Assignment

The goal of this project is just to display that you’ve gotten used to working with the data and that you are on track to create your prediction algorithm. Please submit a report on R Pubs (http://rpubs.com/) that explains your exploratory analysis and your goals for the eventual app and algorithm. This document should be concise and explain only the major features of the data you have identified and briefly summarize your plans for creating the prediction algorithm and Shiny app in a way that would be understandable to a non-data scientist manager. You should make use of tables and plots to illustrate important summaries of the data set. The motivation for this project is to: 1. Demonstrate that you’ve downloaded the data and have successfully loaded it in.2. Create a basic report of summary statistics about the data sets.3. Report any interesting findings that you amassed so far.4. Get feedback on your plans for creating a prediction algorithm and Shiny app.

Loading the data

The required libraries are loaded, as well as the data (if it was already not in the expected folder).

## Loading required package: NLP
## Loading required package: RColorBrewer
## -- Attaching packages ----------------------------------------------------------- tidyverse 1.3.0 --
## v ggplot2 3.3.0     v dplyr   0.8.5
## v tibble  3.0.0     v stringr 1.4.0
## v tidyr   1.0.2     v forcats 0.5.0
## v purrr   0.3.3
## -- Conflicts -------------------------------------------------------------- tidyverse_conflicts() --
## x ggplot2::annotate() masks NLP::annotate()
## x dplyr::between()    masks data.table::between()
## x dplyr::filter()     masks stats::filter()
## x dplyr::first()      masks data.table::first()
## x dplyr::lag()        masks stats::lag()
## x dplyr::last()       masks data.table::last()
## x purrr::transpose()  masks data.table::transpose()

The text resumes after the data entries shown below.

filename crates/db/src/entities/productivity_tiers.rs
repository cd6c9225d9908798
//! `SeaORM` Entity for the productivity_tiers table.

use sea_orm::entity::prelude::*;
use serde::{Deserialize, Serialize};

#[derive(Clone, Debug, PartialEq, DeriveEntityModel, Eq, Serialize, Deserialize)]
#[sea_orm(table_name = "productivity_tiers")]
pub struct Model {
    #[sea_orm(primary_key, auto_increment = false)]
    pub id: Uuid,
    pub subproject_id: Uuid,
    pub level: String,
    pub base_rate: Decimal,
    pub created_at: DateTimeWithTimeZone,
    pub updated_at: DateTimeWithTimeZone,
}

#[derive(Copy, Clone, Debug, EnumIter, DeriveRelation)]
pub enum Relation {
    #[sea_orm(
        belongs_to = "super::subprojects::Entity",
        from = "Column::SubprojectId",
        to = "super::subprojects::Column::Id"
    )]
    Subprojects,
}

impl Related<super::subprojects::Entity> for Entity {
    fn to() -> RelationDef {
        Relation::Subprojects.def()
    }
}

impl ActiveModelBehavior for ActiveModel {}
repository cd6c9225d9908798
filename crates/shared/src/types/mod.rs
//! Common types used across the application.

pub mod pagination;

pub use pagination::{PageMeta, PageRequest, PageResponse};
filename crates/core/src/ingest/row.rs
//! Canonical row representation.

use std::collections::HashMap;

/// One parsed data row: canonical field name to trimmed value.
#[derive(Debug, Clone)]
pub struct RawRow {
    /// 1-indexed data row number in the source file (header excluded).
    pub number: usize,
    fields: HashMap<String, String>,
}

impl RawRow {
    /// Creates a row from already-trimmed field values.
    #[must_use]
    pub fn new(number: usize, fields: HashMap<String, String>) -> Self {
        Self { number, fields }
    }

    /// Returns the non-empty value of a field, or `None` when absent/blank.
    #[must_use]
    pub fn get(&self, field: &str) -> Option<&str> {
        self.fields
            .get(field)
            .map(String::as_str)
            .filter(|v| !v.is_empty())
    }

    /// Returns the value of a field, empty string when absent.
    ///
    /// Used by the error report writer, which reproduces blanks as blanks.
    #[must_use]
    pub fn value(&self, field: &str) -> &str {
        self.fields.get(field).map_or("", String::as_str)
    }

    /// True when every field of the row is blank.
    #[must_use]
    pub fn is_blank(&self) -> bool {
        self.fields.values().all(String::is_empty)
    }
}
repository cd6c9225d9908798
//! Billing repository: upserts on the compound business key.
//!
//! A billing row is unique per (resource, subproject, request type, month,
//! year). Re-importing a month's data updates the existing rows in place
//! instead of stacking duplicates.

use chrono::Utc;
use rust_decimal::Decimal;
use sea_orm::{
    ActiveModelTrait, ColumnTrait, DatabaseConnection, DbErr, EntityTrait, PaginatorTrait,
    QueryFilter, QueryOrder, QuerySelect, Set,
};
use uuid::Uuid;
use worktally_shared::types::PageRequest;

use super::hierarchy::FailedRecord;
use crate::entities::billings;

/// Error types for billing operations.
#[derive(Debug, thiserror::Error)]
pub enum BillingError {
    /// Database error.
    #[error("Database error: {0}")]
    Database(#[from] DbErr),
}

/// Input for upserting a billing record.
#[derive(Debug, Clone)]
pub struct UpsertBillingInput {
    /// Geography ID.
    pub geography_id: Uuid,
    /// Client ID.
    pub client_id: Uuid,
    /// Project ID.
    pub project_id: Uuid,
    /// Subproject ID.
    pub subproject_id: Uuid,
    /// Resource ID.
    pub resource_id: Uuid,
    /// Request-type label.
    pub request_type: String,
    /// Billing month (1-12).
    pub month: i32,
    /// Billing year.
    pub year: i32,
    /// Hours worked.
    pub hours: Decimal,
    /// Per-unit rate applied.
    pub rate: Decimal,
    /// Flat rate applied, zero when none.
    pub flatrate: Decimal,
    /// Internal cost.
    pub costing: Decimal,
    /// Total billed amount.
    pub total_amount: Decimal,
    /// Billable status label.
    pub billable_status: String,
}

/// Outcome of a billing batch write.
#[derive(Debug, Clone, Copy, Default)]
pub struct BillingWriteCounts {
    /// Rows newly created.
    pub created: u64,
    /// Existing rows updated.
    pub updated: u64,
}

/// Billing repository over the billings table.
#[derive(Debug)]
pub struct BillingRepository {
    db: DatabaseConnection,
}

impl BillingRepository {
    /// Creates a new billing repository.
    #[must_use]
    pub const fn new(db: DatabaseConnection) -> Self {
        Self { db }
    }

    /// Upserts one billing record on the compound key.
    ///
    /// Returns `true` when a new row was created.
    ///
    /// # Errors
    ///
    /// Returns an error if a database operation fails.
    pub async fn upsert(&self, input: UpsertBillingInput) -> Result<bool, BillingError> {
        let existing = billings::Entity::find()
            .filter(billings::Column::ResourceId.eq(input.resource_id))
            .filter(billings::Column::SubprojectId.eq(input.subproject_id))
            .filter(billings::Column::RequestType.eq(&input.request_type))
            .filter(billings::Column::Month.eq(input.month))
            .filter(billings::Column::Year.eq(input.year))
            .one(&self.db)
            .await?;
        let now = Utc::now().into();

        match existing {
            Some(model) => {
                let mut active: billings::ActiveModel = model.into();
                active.hours = Set(input.hours);
                active.rate = Set(input.rate);
                active.flatrate = Set(input.flatrate);
                active.costing = Set(input.costing);
                active.total_amount = Set(input.total_amount);
                active.billable_status = Set(input.billable_status);
                active.updated_at = Set(now);
                active.update(&self.db).await?;
                Ok(false)
            }
            None => {
                let model = billings::ActiveModel {
                    id: Set(Uuid::new_v4()),
                    geography_id: Set(input.geography_id),
                    client_id: Set(input.client_id),
                    project_id: Set(input.project_id),
                    subproject_id: Set(input.subproject_id),
                    resource_id: Set(input.resource_id),
                    request_type: Set(input.request_type),
                    month: Set(input.month),
                    year: Set(input.year),
                    hours: Set(input.hours),
                    rate: Set(input.rate),
                    flatrate: Set(input.flatrate),
                    costing: Set(input.costing),
                    total_amount: Set(input.total_amount),
                    billable_status: Set(input.billable_status),
                    created_at: Set(now),
                    updated_at: Set(now),
                };
                model.insert(&self.db).await?;
                Ok(true)
            }
        }
    }

    /// Upserts a batch of billing records, counting creates and updates.
    ///
    /// Each input is tagged with the source row that produced it. A failing
    /// record is reported and does not abort the rest of the batch; earlier
    /// writes stay committed.
    pub async fn upsert_many(
        &self,
        inputs: Vec<(usize, UpsertBillingInput)>,
    ) -> (BillingWriteCounts, Vec<FailedRecord>) {
        let mut counts = BillingWriteCounts::default();
        let mut failed = Vec::new();
        for (row_number, input) in inputs {
            match self.upsert(input).await {
                Ok(true) => counts.created += 1,
                Ok(false) => counts.updated += 1,
                Err(err) => failed.push(FailedRecord {
                    row_number,
                    reason: err.to_string(),
                }),
            }
        }
        (counts, failed)
    }

    /// Lists billing records for a period, paginated.
    ///
    /// Returns the page of rows and the total match count.
    ///
    /// # Errors
    ///
    /// Returns an error if a database query fails.
    pub async fn list_period(
        &self,
        month: Option<i32>,
        year: Option<i32>,
        page: &PageRequest,
    ) -> Result<(Vec<billings::Model>, u64), BillingError> {
        let mut query = billings::Entity::find();
        if let Some(month) = month {
            query = query.filter(billings::Column::Month.eq(month));
        }
        if let Some(year) = year {
            query = query.filter(billings::Column::Year.eq(year));
        }

        let total = query.clone().count(&self.db).await?;
        let rows = query
            .order_by_desc(billings::Column::Year)
            .order_by_desc(billings::Column::Month)
            .order_by_asc(billings::Column::RequestType)
            .offset(page.offset())
            .limit(page.limit())
            .all(&self.db)
            .await?;

        Ok((rows, total))
    }

    /// Loads every billing record for one (month, year), unpaginated.
    ///
    /// Used for invoice generation, which needs the full period.
    ///
    /// # Errors
    ///
    /// Returns an error if a database query fails.
    pub async fn find_period(
        &self,
        month: i32,
        year: i32,
    ) -> Result<Vec<billings::Model>, BillingError> {
        Ok(billings::Entity::find()
            .filter(billings::Column::Month.eq(month))
            .filter(billings::Column::Year.eq(year))
            .order_by_asc(billings::Column::RequestType)
            .all(&self.db)
            .await?)
    }
}

#[cfg(test)]
#[path = "billing_tests.rs"]
mod tests;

The folder which includes the three files in US English is selected and the three files are read and stored.

setwd("../final/en_US/")
# Select only files in English
en_US_blogs   <- "en_US.blogs.txt"
en_US_news    <- "en_US.news.txt"
en_US_twitter <- "en_US.twitter.txt"  

# Open the files to raed the lines AND count number of lines
blogs   <- read_lines(en_US_blogs )
news    <- read_lines(en_US_news)
twitter <- read_lines(en_US_twitter)

Data summary

Basic statistics are performed on the data, such as counting the number of lines and of characters:

blogs_lines   <- length(blogs)
news_lines    <- length(news) 
twitter_lines <- length(twitter)

total_lines   <- blogs_lines + news_lines + twitter_lines

# Determine the the size of each line of each file
blogs_nchar   <- nchar(blogs)
news_nchar    <- nchar(news)
twitter_nchar <- nchar(twitter)

In total, the imported files have 4269678 lines. The following is the header of the file blogs.txt, to give an idea of how the files are structured.

summary(blogs)
##    Length     Class      Mode 
##    899288 character character

In order to have a grasp of the content of the files and perform the analysis, we subset the datasets in order to include 1% of the original content and we append the findings in a single variable, called repo_sample. This is to avoid overloading the machine and to have a grasp on what are the key figures of the dataset.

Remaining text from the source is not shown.